Mise à jour 13 février 2012 : en PDF, l'ordonnance Copwatch 2 (anonymisé) rendu par le TGI de Paris. Nous reviendrons sous peu sur cette ordonnance.
Première diffusion 10 fevrier 2012
Le ministère de l’Intérieur gonfle le torse : le tribunal de grande instance de Paris a ordonné, « une nouvelle fois, aux opérateurs, d'empêcher l'accès au site Copwatch. En constatant le caractère injurieux et diffamatoire des propos tenus sur ce site, le tribunal a entendu mettre fin au grave préjudice dont sont victimes les hommes et les femmes de la Police et de la Gendarmerie Nationales ainsi que leurs familles ».
La Place Beauvau salue « une victoire pour l'ensemble des forces de sécurité dont l'honneur et la réputation ont été honteusement salis par des individus utilisant l'anonymat et le mensonge ».
De fait, l’affirmation n’est pas tout à fait juste.
Selon les premiers éléments qui nous remontent, le blocage d’un des deux sites principaux a été repoussé faute pour le ministère de l’Intérieur d’avoir respecté le principe de la subsidiarité (on s’adresse d’abord à l’auteur, puis à l’hébergeur et en dernière ligne droite au FAI).
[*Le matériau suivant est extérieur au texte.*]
//! Reduce a repository's issue stream to the grader's latest verdict per category.
use super::store::SubmissionStore;
use super::{repo_name, Category, IssueSummary, Outcome, RefreshResult, Status, TaskNumber};
use crate::error::{Error, Result};
use crate::utils::batch::run_bounded;
use crate::utils::issues::{IssueTracker, RawIssue};
use crate::utils::paths::validate_key;
use std::collections::btree_map::Entry;
use std::collections::BTreeMap;
use std::sync::Arc;

/// Keep, per category, the latest issue opened by `grader`.
///
/// Issues with an unrecognized title or another author are skipped. On equal
/// dates the issue seen first is kept.
#[must_use]
pub fn reduce_issues<'a, I>(issues: I, grader: &str) -> BTreeMap<Category, IssueSummary>
where
    I: IntoIterator<Item = &'a RawIssue>,
{
    let mut latest: BTreeMap<Category, IssueSummary> = BTreeMap::new();
    for issue in issues {
        let Some(category) = Category::from_title(&issue.title) else {
            tracing::debug!("Skipping issue with title: {}", issue.title);
            continue;
        };
        if issue.author != grader {
            tracing::debug!("Skipping issue by non TA: {}", issue.author);
            continue;
        }
        let summary = IssueSummary {
            title: issue.title.clone(),
            body: issue.body.clone(),
            state: issue.state.clone(),
            date: issue.created_at,
        };
        match latest.entry(category) {
            Entry::Vacant(entry) => {
                entry.insert(summary);
            }
            Entry::Occupied(mut entry) => {
                if summary.date > entry.get().date {
                    entry.insert(summary);
                }
            }
        }
    }
    latest
}

/// Orchestrates [`IssueTracker`] and [`SubmissionStore`] for one organization.
#[derive(Debug)]
pub struct GradeEngine<T, S> {
    /// Issue listing and creation.
    tracker: T,
    /// Shared submission store.
    store: Arc<S>,
    /// Handle whose issues count.
    grader: String,
}

impl<T: IssueTracker, S: SubmissionStore> GradeEngine<T, S> {
    /// Create an engine trusting issues authored by `grader`.
    pub fn new(tracker: T, store: Arc<S>, grader: &str) -> Self {
        Self {
            tracker,
            store,
            grader: grader.to_owned(),
        }
    }

    /// Recompute and store the grading summary of `student`'s `task`.
    ///
    /// The stored summary is replaced as a whole; a category without a
    /// qualifying issue disappears from it.
    #[tracing::instrument(skip(self))]
    pub fn refresh(&self, student: &str, task: TaskNumber) -> RefreshResult {
        match self.try_refresh(student, task) {
            Ok(issues) => RefreshResult {
                status: Status::Success,
                issues,
                reason: None,
                kind: None,
            },
            Err(err) => {
                tracing::error!(
                    "Error fetching issues for {}: {err}",
                    repo_name(student, task)
                );
                RefreshResult {
                    status: Status::Failed,
                    issues: BTreeMap::new(),
                    reason: Some(err.to_string()),
                    kind: Some(err.kind()),
                }
            }
        }
    }

    /// [`Self::refresh`] for every student, at most `jobs` at a time.
    pub fn refresh_many(
        &self,
        students: &[String],
        task: TaskNumber,
        jobs: usize,
    ) -> Vec<(String, RefreshResult)> {
        let results = run_bounded(students, jobs, |student| self.refresh(student, task));
        students.iter().cloned().zip(results).collect()
    }

    /// Open an issue on `student`'s `task` repository, assigned to the student.
    ///
    /// Nothing is stored locally; the issue shows up on the next refresh.
    #[tracing::instrument(skip(self, body))]
    pub fn create_issue(&self, student: &str, task: TaskNumber, title: &str, body: &str) -> Outcome {
        let created = validate_key(student, task).and_then(|()| {
            self.tracker
                .create_issue(&repo_name(student, task), title, body, student)
        });
        match created {
            Ok(()) => tracing::info!("Created issue '{title}' for {}", repo_name(student, task)),
            Err(ref err) => tracing::error!(
                "Error creating issue for {}: {err}",
                repo_name(student, task)
            ),
        }
        Outcome::from(created)
    }

    /// The refresh pipeline, errors propagated.
    fn try_refresh(&self, student: &str, task: TaskNumber) -> Result<BTreeMap<Category, IssueSummary>> {
        validate_key(student, task)?;
        let name = repo_name(student, task);
        tracing::info!("Fetching issues for {name}");
        let raw = match self.tracker.list_issues(&name) {
            Ok(raw) => raw,
            Err(Error::NotFound(reason)) => {
                tracing::debug!("No issues for {name}: {reason}");
                Vec::new()
            }
            Err(err) => return Err(err),
        };
        let issues = reduce_issues(&raw, &self.grader);

        if issues.is_empty() && self.store.read(student, task)?.is_none() {
            return Ok(issues);
        }
        self.store.update(student, task, |mut record| {
            record.issues = issues.clone();
            Ok(record)
        })?;
        tracing::info!(categories = issues.len(), "Stored issues for {name}");
        Ok(issues)
    }
}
De même, le blocage de la trentaine de sites miroirs a été refusé, faute de constat suffisant. Le ministère de l’intérieur, de plus, devra subir les frais de ces mesures, non les FAI. Enfin, le tribunal a refusé que les sites futurs soient bloqués. Bref, une victoire, mais quatre échec. Nous attendons maintenant le jugement.
Il y a 38 commentaires
Qui déclare ce qui est légal ou non ?
Et pourtant:
La justice ordonne le blocage de tout CopWatch, non son filtrage
Si seules certaines pages posent problème, il suffit de créer un miroir sans ces pages, et il n'y aura plus de problème... Pourquoi s'obstiner à refuser les décision de justice ?
Comment pouvez vous espérer une société paisible quand vous remettez en cause la moindre décision de justice ?
Et pourtant:
La justice ordonne le blocage de tout CopWatch, non son filtrage
Si seules certaines pages posent problème, il suffit de créer un miroir sans ces pages, et il n'y aura plus de problème... Pourquoi s'obstiner à refuser les décision de justice ?
Comment pouvez vous espérer une société paisible quand vous remettez en cause la moindre décision de justice ?
dire les faits tels qu'ils sont c'est s'obstiner à refuser les décisions de justice? bizarre, je n'ai pas la même définition que toi.
Bloque un site à défaut de pouvoir en bloquer quelques pages. Sans que le plaigant ait demandé le retrait des pages en question à l'éditeur.
La justice bloque un site pour quelques pages litigieuses, suite à une plainte qui ne respecte pas le principe de subsidiarité définit par la LCEN.
Chapeau. C'est reservé aux plaintes du ministère de l'intérieur ou les plaintes de particuliers auront le même traitement ?
/me attend de pouvoir mettre des sites de presse hors ligne avec la même procédure.
En dehors du point précédent, je ne refuse pas cette décision de justice.
"On" ne fait que s'exprimer, suivant l'exemple venu d'en haut.
Beaucoup plus inquiétant le fait qu'un nombre croissant de citoyens considère que des décisions de justice méritent d'être remises en cause lorsqu'elles impliquent le ministère de l'intérieur.
L'éditeur n'a pas reçu d'assignation au tribunal ? Il n'a pas eu la possibilité de plaider la bonne foi en proposant de lui-même de retirer les contenus problématiques ?
La LCEN dit qu'avant le blocage, il faut passer dans l'ordre par éditeur, hébergeur, FAI. Si tu as une preuve qu'aucune demande n'a été faite à l'éditeur ni à l'hébergeur que ce soit de la part du plaignant ou du tribunal, merci de la fournir.
"Le tribunal a finalement décidé du blocage complet de Copwatch"
Sans certaines pages, CopWatch n'aurait sans doute pas été bloqué, mais il se trouve que la totalité du site a été bloqué.
Un site est un tout. Une page, c'est une partie du tout.
Si on ne bloque qu'une page, pourquoi alors ne pas bloquer juste une phrase, ou juste un mot ?
Non. Le tout a été bloqué. Le tout est, globalement, illégal.
Non, mais je n'ai jamais dit une telle chose. Par contre être en faveur de l'ouverture de miroirs (complets) d'un site bloqué par décision de justice, si.
il est quasi-impossible de prouver qu'aucune demande n'a été effectuée... par contre il est tout à fait possible de prouver que la demande a été faite.